WHAT YOU WILL DO ▸
Scan the records for the string "format". State how many lines contain it and add nothing.

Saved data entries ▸
■ ■ ■ ■ ■

//! 조직 조회와 조직 접근 권한 확인 (core-services)

use std::time::Duration;

use async_trait::async_trait;
use reqwest::StatusCode;
use serde::{Deserialize, Serialize};
use serde_json::json;

use crate::caching::TokenCache;
use crate::domain::models::org::{OrgInfo, ScopeInfo};
use crate::errors::errors::AppResult;
use crate::services::identity::upstream::{http_client, read_json, send_failed, CallKind, Envelope};
use crate::utils::http_utils::{INTERNAL_CLIENT_HEADER, USER_ID_HEADER};

#[async_trait]
pub trait OrgDirectory: Send + Sync {
    /// 조직 ID 또는 이름으로 조직을 찾습니다. 없으면 `None`.
    async fn resolve(&self, id_or_name: &str) -> AppResult<Option<OrgInfo>>;

    async fn check_access(&self, user_id: &str, org: &OrgInfo) -> AppResult<ScopeInfo>;
}

#[derive(Debug, Default, Serialize, Deserialize)]
struct AccessResult {
    #[serde(default)]
    access: bool,
    #[serde(default)]
    roles: Vec<String>,
}

pub struct OrgClient {
    http: reqwest::Client,
    addr: String,
    orgs: TokenCache<OrgInfo>,
    access: TokenCache<ScopeInfo>,
}

impl OrgClient {
    pub fn new(addr: String, cache_capacity: usize, cache_ttl: Duration, timeout_seconds: u64) -> AppResult<Self> {
        Ok(Self {
            http: http_client(timeout_seconds)?,
            addr,
            orgs: TokenCache::new(cache_capacity, cache_ttl),
            access: TokenCache::new(cache_capacity, cache_ttl),
        })
    }
}

#[async_trait]
impl OrgDirectory for OrgClient {
    async fn resolve(&self, id_or_name: &str) -> AppResult<Option<OrgInfo>> {
        if let Some(org) = self.orgs.get(id_or_name) {
            return Ok(Some(org));
        }

        let response = self
            .http
            .get(format!("{}/api/orgs/{}", self.addr, urlencoding::encode(id_or_name)))
            .header(INTERNAL_CLIENT_HEADER, "openapi")
            .send()
            .await
            .map_err(|e| send_failed("조직 조회", e))?;

        if response.status() == StatusCode::NOT_FOUND {
            return Ok(None);
        }

        let envelope: Envelope<OrgInfo> = read_json(response, "조직 조회", CallKind::Client).await?;
        let Some(org) = envelope.into_result() else {
            return Ok(None);
        };

        self.orgs.insert(id_or_name.to_string(), org.clone());
        Ok(Some(org))
    }

    async fn check_access(&self, user_id: &str, org: &OrgInfo) -> AppResult<ScopeInfo> {
        let key = format!("{}:{}", user_id, org.id);
        if let Some(scope) = self.access.get(&key) {
            return Ok(scope);
        }

        let response = self
            .http
            .post(format!("{}/api/permissions/actions/access", self.addr))
            .header(INTERNAL_CLIENT_HEADER, "openapi")
            .header(USER_ID_HEADER, user_id)
            .json(&json!({
                "userID": user_id,
                "scope": {"type": "org", "id": org.id},
            }))
            .send()
            .await
            .map_err(|e| send_failed("조직 권한 확인", e))?;

        let envelope: Envelope<AccessResult> = read_json(response, "조직 권한 확인", CallKind::Client).await?;
        let scope = match envelope.into_result() {
            Some(result) => ScopeInfo {
                org_id: org.id.clone(),
                org_name: org.name.clone(),
                access: result.access,
                roles: result.roles,
            },
            None => ScopeInfo::denied(org),
        };
        self.access.insert(key, scope.clone());
        Ok(scope)
    }
}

■ ■ ■ ■ ■

EXERCISE RESPONSE ▸
3